Laurent Wauquiez a mis un peu de temps à comprendre la jurisprudence du Conseil d'Etat, situation surprenante si l'on considère qu'il en est membre. Son échec antérieur d'octobre  2017 s'explique largement par la motivation qu'il avait employée en 2016, au moment de l'installation de la crèche. Il la considérait alors comme un "symbole de nos racines chrétiennes", formule qui, à l'évidence, la rattachait l'iconographie chrétienne, et révélait une démarche bien proche du prosélytisme. L'installation ne s'accompagnait d'ailleurs d'aucun élément culturel, festif ou artistique. Pour la crèche de 2017, Laurent Wauquiez a su tirer les leçons de l'échec précédent. Il s'est inspiré de la pratique du maire de Sorgues qui avait, le premier, appelé à l'aide des santons de Provence dès Noël, et qui avait obtenu que sa crèche soit déclarée légale par le TA de Nîmes, le 16 mars 2018. Reprenant l'idée, Laurent Wauquier a donc pris une décision formelle de création d'une crèche entourée de santons protecteurs, décision accompagnée d'un communiqué sur le site officiel de la région, mentionnant "une exposition vitrine du savoir-faire régional des métiers d'art et de traditions populaires".

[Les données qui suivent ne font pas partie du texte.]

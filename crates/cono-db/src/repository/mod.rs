//! # Repository Module
//!
//! Database repository implementations for Cono Orders.
//!
//! ## Repository Pattern
//! ```text
//! ┌─────────────────────────────────────────────────────────────────────────┐
//! │                    Repository Pattern Explained                         │
//! │                                                                         │
//! │  The Repository pattern abstracts database access behind a clean API.   │
//! │                                                                         │
//! │  HTTP Handler                                                           │
//! │       │                                                                 │
//! │       │  db.orders().get_by_id(7)                                       │
//! │       ▼                                                                 │
//! │  OrderRepository                                                        │
//! │  ├── insert(&self, new_order)                                           │
//! │  ├── get_by_id(&self, id)                                               │
//! │  ├── list(&self)                                                        │
//! │  ├── update(&self, order)                                               │
//! │  └── delete(&self, id)                                                  │
//! │       │                                                                 │
//! │       │  SQL Query                                                      │
//! │       ▼                                                                 │
//! │  SQLite Database                                                        │
//! │                                                                         │
//! │  Benefits:                                                              │
//! │  • Clean separation of concerns                                         │
//! │  • SQL is isolated in one place                                         │
//! │  • Handlers stay free of persistence details                            │
//! └─────────────────────────────────────────────────────────────────────────┘
//! ```
//!
//! ## Available Repositories
//!
//! - [`OrderRepository`](order::OrderRepository) - Cone order CRUD

pub mod order;
//! # Topping Catalog Route
//!
//! Read-only view of the closed topping table, so clients can render the
//! picker from the same data the pricing engine charges against.

use axum::Json;
use serde::Serialize;

use cono_core::toppings::{self, CATALOG_VERSION, TOPPING_COUNT};

/// One catalog entry as served to clients.
#[derive(Debug, Serialize)]
pub struct ToppingEntry {
    pub name: String,
    pub price_cents: i64,
}

/// The full catalog response.
#[derive(Debug, Serialize)]
pub struct ToppingsResponse {
    /// Every topping, in catalog table order.
    pub available_toppings: Vec<ToppingEntry>,
    pub total_toppings: usize,
    /// Which table priced this response. Bumped whenever the catalog edits.
    pub catalog_version: u32,
}

/// `GET /toppings` — the whole catalog.
///
/// No filters, no paging: the table is 19 rows and closed at runtime, so
/// clients cache it per `catalog_version`.
pub async fn list_toppings() -> Json<ToppingsResponse> {
    let available_toppings: Vec<ToppingEntry> = toppings::TOPPING_PRICES
        .iter()
        .map(|(name, price)| ToppingEntry {
            name: name.to_string(),
            price_cents: price.cents(),
        })
        .collect();

    Json(ToppingsResponse {
        available_toppings,
        total_toppings: TOPPING_COUNT,
        catalog_version: CATALOG_VERSION,
    })
}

Le TA de Lyon statuant le 22 novembre 2018, appliquant toujours la jurisprudence du Conseil d'État, a pu cette fois donner une solution radicalement opposée.  Il a commencé par rappeler qu'une telle installation peut "revêtir une pluralité de significations". Certes, une crèche de Noël fait partie de l'iconographie chrétienne et présente toujours un caractère religieux. Mais elle fait aussi partie des "décorations et illustrations" qui accompagnent traditionnellement les fêtes de fin d'année. Le TA examine alors le contexte dans lequel s'inscrit l'installation. Il évoque " deux grands décors de crèche présentant les métiers d'art et les traditions santonnières régionales dans des scènes pittoresques de la vie quotidienne, réalisés par un ornemaniste et un maître-santonnier drômois". Il en déduit que la crèche a pour finalité de mettre en lumière le talent des artisans de la région, et qu'elle présente donc un caractère culturel, ajoutant d'ailleurs qu'elle s'inscrit dans un usage constant, l'exposition des crèches de Noël étant une tradition ancienne en Auvergne-Rhône-Alpes.


L'art du camouflage



Le jugement du 22 novembre 2018 applique ainsi la jurisprudence du Conseil d'État mais, révèle aussi, au moins dans une certaine mesure, son échec. Les élus disposent désormais d'un mode d'emploi qui leur permet d'installer une crèche de Noël à peu près librement. Laurent Wauquiez a ainsi invité les santons pour la transformer en manifestation culturelle. D'autres inviteront quelques musiciens pour la rendre artistique, d'autres enfin feront venir un marchand de barbe à papa pour assurer le caractère festif. En tout état de cause, l'art le plus pratiqué sera l'art du camouflage, et il le juge n'aura plus pour mission que de sanctionner les élus qui n'ont pas su se montrer suffisamment hypocrites

Hypocrisie du juge ou hypocrisie de la juridiction administrative ? N'était-ce pas finalement le but à atteindre ? En 2016, le Conseil d'État aurait pu prendre une position claire, soit déclarer que la crèche était un symbole religieux au sens de la loi de 1905, soit considérer qu'il s'agissait d'un symbole passif dépourvu de tout prosélytisme, au sens de l'arrêt Lautsi c. Italie rendu en 2011 par la Cour européenne des droits de l'homme. Dans un cas, il l'interdisait, dans l'autre il l'autorisait. Mais en tout cas, il définissait une règle simple. Il n'en a rien fait et a préféré adopter une jurisprudence complexe et difficilement lisible, comme il le fait souvent en matière de laïcité. Mais finalement cette jurisprudence présente l'avantage, ou l'inconvénient, de laisser les élus faire ce qu'ils veulent.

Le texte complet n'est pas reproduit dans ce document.